Valentía · 23 de septiembre
Obedece aunque todavía tengas miedo
Dar pasos valientes sin esperar sentirte lista · 4 min de lectura
“Mira que te mando que te esfuerces y seas valiente; no temas ni desmayes, porque Jehová tu Dios será contigo.”
Josué 1:9
La valentía bíblica no es ausencia de miedo. Es obediencia en presencia del miedo. Si esperas sentirte completamente segura para comenzar, puedes permanecer años frente a una puerta que ya sabes que debes cruzar.

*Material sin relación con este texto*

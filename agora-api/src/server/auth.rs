use crate::server::{Result, ServerError, ServerState};
use agora_common::model::user::User;
use axum::{
    extract::{FromRequestParts, Request, State},
    http::{HeaderMap, header::AUTHORIZATION, request::Parts},
    middleware::Next,
    response::Response,
};
use tokio::time::timeout;
use tracing::{debug, warn};

const BEARER_PREFIX: &str = "Bearer ";

/// The user behind the request's session token.
///
/// Only present when [`resolve_session`] accepted a token. Handlers that take this
/// extractor reject anonymous requests.
#[derive(Clone, Eq, PartialEq, Debug, Hash)]
pub struct AuthenticatedUser(User);

impl AuthenticatedUser {
    #[must_use]
    pub fn user(&self) -> &User {
        &self.0
    }
}

impl<S> FromRequestParts<S> for AuthenticatedUser
where
    S: Send + Sync,
{
    type Rejection = ServerError;

    async fn from_request_parts(parts: &mut Parts, _state: &S) -> Result<Self, Self::Rejection> {
        parts
            .extensions
            .get::<AuthenticatedUser>()
            .cloned()
            .ok_or(ServerError::NotAuthorized)
    }
}

/// Takes the token out of an `Authorization` header, with or without a `Bearer ` prefix.
fn session_token(headers: &HeaderMap) -> Option<String> {
    let value = headers.get(AUTHORIZATION)?.to_str().ok()?;
    let token = value.strip_prefix(BEARER_PREFIX).unwrap_or(value).trim();

    (!token.is_empty()).then(|| token.to_owned())
}

/// Attaches an [`AuthenticatedUser`] to requests carrying a valid session token.
///
/// Missing or invalid tokens leave the request anonymous. A valid token whose user
/// cannot be loaded in time fails the request.
pub async fn resolve_session(
    State(state): State<ServerState>,
    mut request: Request,
    next: Next,
) -> Result<Response> {
    let Some(token) = session_token(request.headers()) else {
        return Ok(next.run(request).await);
    };

    let session_user = match state.sessions.validate_token(&token).await {
        Ok(user) => user,
        Err(err) => {
            warn!(error = %err, "Treating request with rejected session token as anonymous");
            return Ok(next.run(request).await);
        }
    };

    let user_id = session_user.id;
    let user = match timeout(state.auth_lookup_timeout, state.users.fetch_user(user_id)).await {
        Ok(Ok(Some(user))) => user,
        Ok(Ok(None)) => return Err(ServerError::SessionUserNotFound(user_id)),
        Ok(Err(err)) => return Err(ServerError::SessionUserLookup(user_id, err)),
        Err(_) => return Err(ServerError::SessionUserLookupTimeout(user_id)),
    };

    debug!(%user_id, username = %user.username, "Resolved session");
    request.extensions_mut().insert(AuthenticatedUser(user));

    Ok(next.run(request).await)
}
use crate::server::ServerRouter;
use axum::Router;

mod accounts;
mod posts;
mod users;

pub fn routes() -> ServerRouter {
    Router::new()
        .merge(posts::routes())
        .merge(users::routes())
        .merge(accounts::routes())
}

Josué recibió una tarea que superaba su experiencia y lo obligaba a caminar después de un gran líder. Dios no le prometió que nunca sentiría presión. Le recordó Su presencia. La seguridad no estaba en la capacidad perfecta de Josué, sino en no caminar solo.
Tal vez tu paso valiente sea pequeño: hacer una llamada, pedir ayuda, comenzar un estudio, presentar una idea o salir de una dinámica dañina. No todo miedo indica que vas en la dirección equivocada. A veces solamente confirma que estás entrando en un territorio nuevo.
Evalúa el riesgo con sabiduría y no confundas fe con imprudencia. Después, deja de negociar con lo que ya entendiste. La confianza suele llegar después del primer paso, no antes.
Llévalo a tu vida
Pregunta de reflexión
¿Qué obediencia estoy aplazando porque quiero sentir seguridad total primero?
Gratitud
Gracias, Dios, porque Tu presencia es mayor que mi inseguridad.
Oración
Señor, no permitas que el miedo dirija mi vida. Dame prudencia para evaluar y valentía para obedecer. Cuando dude de mí, recuérdame que no dependo solamente de mis fuerzas. Camina conmigo en el paso que hoy me cuesta dar. Amén.